L’hôtel de Bourgogne

L’hôtel de Bourgogne, situé dans le quartier latin, à proximité de Saint-Étienne-du-Mont, son église paroissiale, est hérité des prédécesseurs capétiens des ducs Valois. Il est, selon Sauval, délimité par les rues Chartière, des Sept-Voyes, et de Reims, «appellée alors et longtems depuis la rue de Bourgogne». Il dépend de la censive de l’abbaye Sainte-Geneviève.
Il s’agit d’une bâtisse «fermé[e] de hauts murs en pierre de taille» . À la mort de Philippe de Rouvres, cet hôtel passe, tout comme le duché, dans la main du roi, mais il y reste après le don du duché par Jean II à Philippe le Hardi. Ces lettres ne font en effet pas mention de l’hôtel de Bourgogne, que Philippe ne reçoit que lorsque son frère Charles V, confirmant le don fait par son père, y ajoute dans ses propres lettres patentes, données au Louvre, le 2 juin 1364, l’hôtel de Bourgogne.
Nommé dans les sources «ostel de monseigneur le duc de Bourgogne ou Mont saint Ylaire a Paris» ou «au Mont de sainte Genevieve», cet hôtel a laissé peu de traces dans la documentation : il n’est mentionné que deux fois comme nécessitant des travaux sous le principat des ducs Valois, et son agencement n’est jamais précisé. En 1394, Jean de Conflans, concierge de l’hôtel de Conflans, est chargé de faire faire des travaux dans les cinq hôtels parisiens du duc, parmi lesquels l’hôtel de Bourgogne. En 1403, Philipe le Hardi y fait réaliser des « reparacions qui y estoient tres neccessaires » . Peut-être en lien avec ces travaux, Gerart le Bourguignon, charretier parisien, est payé, après la mort du duc, « pour plusieurs gravoiz par lui menez de l’ostel de feu mondit seigneur, assiz a Paris au dessus de Cloz Brunel, aux champs et dehors de Paris, lesquelz gravoiz estoient dedens et autour dudit hostel ».Certification est donnée le 9 mars 1405 (n. st.) par Jean de Thoisy, conseiller ducal, qui est alors concierge de l’hôtel.
La place secondaire de l’hôtel de Bourgogne tient sans doute à sa situation, quelque peu excentrée, sur la rive gauche, alors que le roi réside de plus en plus rive droite. En 1401, Philippe prévoit qu’il reviendra, à sa mort, à son plus jeune fils, Philippe, comte de Nevers. En 1412 l’archevêque de Reims, Guy de Roye, l’acquiert moyennant la somme de 2 000 l.t.1 Il en fait un collège, connu ensuite sous le nom de «collège de Reims».

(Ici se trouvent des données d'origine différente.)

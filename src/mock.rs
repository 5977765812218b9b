//! In-memory serial devices, useful to exercise sessions without the actual serial ports.

use std::{
    collections::BTreeMap,
    io,
    pin::Pin,
    sync::{
        atomic::{AtomicBool, AtomicUsize, Ordering},
        Arc, Mutex, MutexGuard, PoisonError,
    },
    task::{Context, Poll},
};

use tokio::{
    io::{AsyncRead, AsyncReadExt, AsyncWrite, AsyncWriteExt, DuplexStream, ReadBuf},
    sync::mpsc,
};
use tracing::{debug, info, info_span, trace, Instrument};

use crate::{
    error::Error,
    serial::SerialMessageBytes,
    transport::{ConnectionConfig, DeviceDescriptor, Port},
};

/// How many bytes may be in flight in each direction of a mock connection.
const MOCK_BUFFER_SIZE: usize = 8 * 1024;

fn lock<T>(mutex: &Mutex<T>) -> MutexGuard<'_, T> {
    mutex.lock().unwrap_or_else(PoisonError::into_inner)
}

#[derive(Debug)]
enum DeviceInput {
    Output(SerialMessageBytes),
    Stall,
    Unplug,
}

/// I/O errors an open port runs into, set from the device side.
#[derive(Debug, Default)]
struct PortFailures {
    read: Option<String>,
    write: Option<String>,
}

#[derive(Debug)]
struct MockDeviceState {
    // Feeds the task emulating the device for the current connection
    input: Option<mpsc::UnboundedSender<DeviceInput>>,

    // Shared with the port of the current connection
    port_failures: Arc<Mutex<PortFailures>>,

    open_failure: Option<String>,
    close_failure: Option<String>,
    loopback: bool,
}

/// A device living in a [`MockTransport`].
///
/// Clones refer to the same device.
#[derive(Debug, Clone)]
pub struct MockDevice {
    path: String,
    label: String,
    open: Arc<AtomicBool>,
    state: Arc<Mutex<MockDeviceState>>,
}

impl MockDevice {
    fn new(path: &str, label: &str) -> Self {
        Self {
            path: path.into(),
            label: label.into(),
            open: Arc::new(AtomicBool::new(false)),
            state: Arc::new(Mutex::new(MockDeviceState {
                input: None,
                port_failures: Default::default(),
                open_failure: None,
                close_failure: None,
                loopback: true,
            })),
        }
    }

    /// The path the device is found at.
    pub fn path(&self) -> &str {
        &self.path
    }

    /// Whether a port to this device is currently open.
    pub fn is_open(&self) -> bool {
        self.open.load(Ordering::SeqCst)
    }

    /// Make the device print something.
    /// Returns `false` if nobody is connected to see it.
    pub fn emit<B: AsRef<[u8]>>(&self, bytes: B) -> bool {
        let state = lock(&self.state);

        match &state.input {
            Some(input) => input
                .send(DeviceInput::Output(bytes.as_ref().to_vec()))
                .is_ok(),
            None => false,
        }
    }

    /// Make the device print a line.
    pub fn emit_line(&self, line: &str) -> bool {
        self.emit(format!("{line}\n"))
    }

    /// Pull the plug.
    /// An open port will see the device go away.
    pub fn unplug(&self) {
        let mut state = lock(&self.state);

        if let Some(input) = state.input.take() {
            debug!(path = %self.path, "Unplugging");
            let _ = input.send(DeviceInput::Unplug);
        }
    }

    /// Stop taking bytes, the way a device holding CTS low would.
    /// Writes to the port then wait until the connection ends.
    pub fn stall(&self) {
        if let Some(input) = &lock(&self.state).input {
            let _ = input.send(DeviceInput::Stall);
        }
    }

    /// Break the current connection: reading from the port fails with an I/O error.
    pub fn fail_reads(&self, reason: &str) {
        let mut state = lock(&self.state);
        lock(&state.port_failures).read = Some(reason.into());

        // Wakes up a pending read.
        if let Some(input) = state.input.take() {
            let _ = input.send(DeviceInput::Unplug);
        }
    }

    /// Writing to the port of the current connection fails with an I/O error.
    pub fn fail_writes(&self, reason: &str) {
        lock(&lock(&self.state).port_failures).write = Some(reason.into());
    }

    /// While set, opening the device fails with the given reason.
    pub fn set_open_failure(&self, reason: Option<&str>) {
        lock(&self.state).open_failure = reason.map(Into::into);
    }

    /// While set, ports opened from now on fail to close with the given reason.
    pub fn set_close_failure(&self, reason: Option<&str>) {
        lock(&self.state).close_failure = reason.map(Into::into);
    }

    /// Whether bytes written to the device are sent back (the default).
    /// Applies to connections made from now on.
    pub fn set_loopback(&self, loopback: bool) {
        lock(&self.state).loopback = loopback;
    }

    fn descriptor(&self) -> DeviceDescriptor {
        DeviceDescriptor::new(&self.path, &self.label)
    }
}

/// A transport whose devices are [`MockDevice`]s.
///
/// Clones refer to the same set of devices.
#[derive(Debug, Clone, Default)]
pub struct MockTransport {
    devices: Arc<Mutex<BTreeMap<String, MockDevice>>>,
    enumeration_failure: Arc<Mutex<Option<String>>>,
    open_handles: Arc<AtomicUsize>,
}

impl MockTransport {
    /// A transport without devices.
    pub fn new() -> Self {
        Self::default()
    }

    /// Plug in a device at the given path.
    /// Replaces any device previously at that path.
    pub fn add_device(&self, path: &str, label: &str) -> MockDevice {
        let device = MockDevice::new(path, label);
        info!(%path, "Adding mock device");

        lock(&self.devices).insert(path.into(), device.clone());
        device
    }

    /// Remove the device at the given path from listings, unplugging it.
    pub fn remove_device(&self, path: &str) {
        if let Some(device) = lock(&self.devices).remove(path) {
            device.unplug();
        }
    }

    /// While set, listing devices fails with the given reason.
    pub fn set_enumeration_failure(&self, reason: Option<&str>) {
        *lock(&self.enumeration_failure) = reason.map(Into::into);
    }

    /// How many ports from this transport are open right now.
    pub fn open_handles(&self) -> usize {
        self.open_handles.load(Ordering::SeqCst)
    }

    pub(crate) fn devices(&self) -> Result<Vec<DeviceDescriptor>, Error> {
        if let Some(reason) = lock(&self.enumeration_failure).as_ref() {
            return Err(Error::Enumeration(reason.clone()));
        }

        Ok(lock(&self.devices)
            .values()
            .map(MockDevice::descriptor)
            .collect())
    }

    pub(crate) fn open_port(&self, config: &ConnectionConfig) -> Result<MockPort, Error> {
        let device = lock(&self.devices)
            .get(&config.port)
            .cloned()
            .ok_or_else(|| Error::TransportOpen(format!("{}: no such device", config.port)))?;

        if config.baud_rate == 0 {
            return Err(Error::TransportOpen(format!(
                "{}: a baud rate of zero is not usable",
                config.port
            )));
        }

        let mut state = lock(&device.state);

        if let Some(reason) = &state.open_failure {
            return Err(Error::TransportOpen(format!("{}: {reason}", config.port)));
        }

        if device.open.swap(true, Ordering::SeqCst) {
            return Err(Error::TransportOpen(format!("{}: device busy", config.port)));
        }

        let (port_side, device_side) = tokio::io::duplex(MOCK_BUFFER_SIZE);
        let (input_tx, input_rx) = mpsc::unbounded_channel();

        state.input = Some(input_tx);
        state.port_failures = Default::default();

        tokio::spawn(
            run_device(device_side, input_rx, state.loopback)
                .instrument(info_span!("mock", path = %config.port)),
        );

        self.open_handles.fetch_add(1, Ordering::SeqCst);

        Ok(MockPort {
            stream: port_side,
            device_open: device.open.clone(),
            open_handles: self.open_handles.clone(),
            close_failure: state.close_failure.clone(),
            failures: state.port_failures.clone(),
        })
    }
}

async fn run_device(
    device_side: DuplexStream,
    mut input: mpsc::UnboundedReceiver<DeviceInput>,
    loopback: bool,
) {
    let (mut reader, mut writer) = tokio::io::split(device_side);
    let mut buffer = vec![0; 1024];
    let mut stalled = false;

    loop {
        tokio::select! {
            input = input.recv() => match input {
                Some(DeviceInput::Output(bytes)) => {
                    trace!("Device output: `{:?}`", &bytes[..bytes.len().min(32)]);
                    if writer.write_all(&bytes).await.is_err() {
                        break;
                    }
                }
                Some(DeviceInput::Stall) => {
                    debug!("Stalling");
                    stalled = true;
                }
                Some(DeviceInput::Unplug) | None => break,
            },
            read = reader.read(&mut buffer), if !stalled => match read {
                Ok(0) | Err(_) => break,
                Ok(n) => {
                    if loopback && writer.write_all(&buffer[..n]).await.is_err() {
                        break;
                    }
                }
            },
        }
    }

    // Dropping our side makes the port read end of file.
    debug!("Mock device stopped");
}

/// The port side of a mock connection.
#[derive(Debug)]
pub(crate) struct MockPort {
    stream: DuplexStream,
    device_open: Arc<AtomicBool>,
    open_handles: Arc<AtomicUsize>,
    close_failure: Option<String>,
    failures: Arc<Mutex<PortFailures>>,
}

impl MockPort {
    fn read_failure(&self) -> Option<io::Error> {
        let reason = lock(&self.failures).read.clone()?;
        Some(io::Error::new(io::ErrorKind::Other, reason))
    }

    fn write_failure(&self) -> Option<io::Error> {
        let reason = lock(&self.failures).write.clone()?;
        Some(io::Error::new(io::ErrorKind::Other, reason))
    }
}

impl Drop for MockPort {
    fn drop(&mut self) {
        self.device_open.store(false, Ordering::SeqCst);
        self.open_handles.fetch_sub(1, Ordering::SeqCst);
    }
}

impl Port for MockPort {
    fn close(self: Box<Self>) -> Result<(), Error> {
        match &self.close_failure {
            Some(reason) => Err(Error::TransportClose(reason.clone())),
            None => Ok(()),
        }
    }
}

impl AsyncRead for MockPort {
    fn poll_read(
        mut self: Pin<&mut Self>,
        cx: &mut Context<'_>,
        buf: &mut ReadBuf<'_>,
    ) -> Poll<io::Result<()>> {
        if let Some(e) = self.read_failure() {
            return Poll::Ready(Err(e));
        }
        Pin::new(&mut self.stream).poll_read(cx, buf)
    }
}

impl AsyncWrite for MockPort {
    fn poll_write(
        mut self: Pin<&mut Self>,
        cx: &mut Context<'_>,
        buf: &[u8],
    ) -> Poll<io::Result<usize>> {
        if let Some(e) = self.write_failure() {
            return Poll::Ready(Err(e));
        }
        Pin::new(&mut self.stream).poll_write(cx, buf)
    }

    fn poll_flush(mut self: Pin<&mut Self>, cx: &mut Context<'_>) -> Poll<io::Result<()>> {
        Pin::new(&mut self.stream).poll_flush(cx)
    }

    fn poll_shutdown(mut self: Pin<&mut Self>, cx: &mut Context<'_>) -> Poll<io::Result<()>> {
        Pin::new(&mut self.stream).poll_shutdown(cx)
    }
}
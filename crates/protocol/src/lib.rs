//! # FunnyShell Protocol Library
//!
//! Wire definitions shared by the FunnyShell daemon and its clients.
//!
//! ## Overview
//!
//! Every participant of a shared shell talks to the daemon over a WebSocket
//! carrying JSON text frames:
//!
//! ```text
//! { "type": "output" | "input" | "chat" | "input_info" | "system" | "ping" | "resize",
//!   "data": "<payload>",
//!   "user": "<display name>"   // only on attributed messages
//! }
//! ```
//!
//! ## Example Usage
//!
//! ```rust
//! use protocol::{Message, MessageKind};
//!
//! let msg = Message::from_json(r#"{"type":"input","data":"ls\n"}"#).unwrap();
//! assert_eq!(msg.kind(), MessageKind::Input);
//!
//! let notice = Message::input_info("alice", msg.data());
//! assert_eq!(notice.data(), "alice: ls");
//! ```
//!
//! ## Modules
//!
//! - [`messages`]: Message model and JSON encoding
//! - [`error`]: Error types

pub mod error;
pub mod messages;

pub use error::{ProtocolError, Result};
pub use messages::{Message, MessageKind};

Le personnel des hôtels parisiens : les concierges

La fonction de concierge est née, dans l’administration royale, de la création, sous les règnes de Louis VI et de Louis VII, d’un nouveau type de résidence, peu ou pas fortifiée, ayant des fonctions d’agrément plutôt que militaires : le concierge est l’agent chargé de l’entretien et de la garde de ces résidences, qui se distinguent donc du château, confié à un châtelain puis à un capitaine. Les résidences des ducs de Bourgogne à Paris et dans les environs, sans fonctions militaires, sont naturellement confiées à des concierges, comme le sont la plupart des résidences des grands nobles et ecclésiastiques à Paris dès la fin du XIIIe siècle. Pour la période des ducs Valois de Bourgogne, des concierges sont attestés pour les hôtels des Bourdonnais, de Flandre, d’Artois et de Conflans. Il s’agit d’une charge mal connue, mais cependant importante, comme en témoignent les qualités des titulaires de la charge dans l’administration royale. Ainsi, la charge de concierge à Vincennes reste prestigieuse, en dépit de la création à la fin du XIVe s. d’un office de capitaine du château : tous les concierges connus, sauf un, sont nobles, et pour la plupart chevaliers, quand les capitaines sont tous écuyers.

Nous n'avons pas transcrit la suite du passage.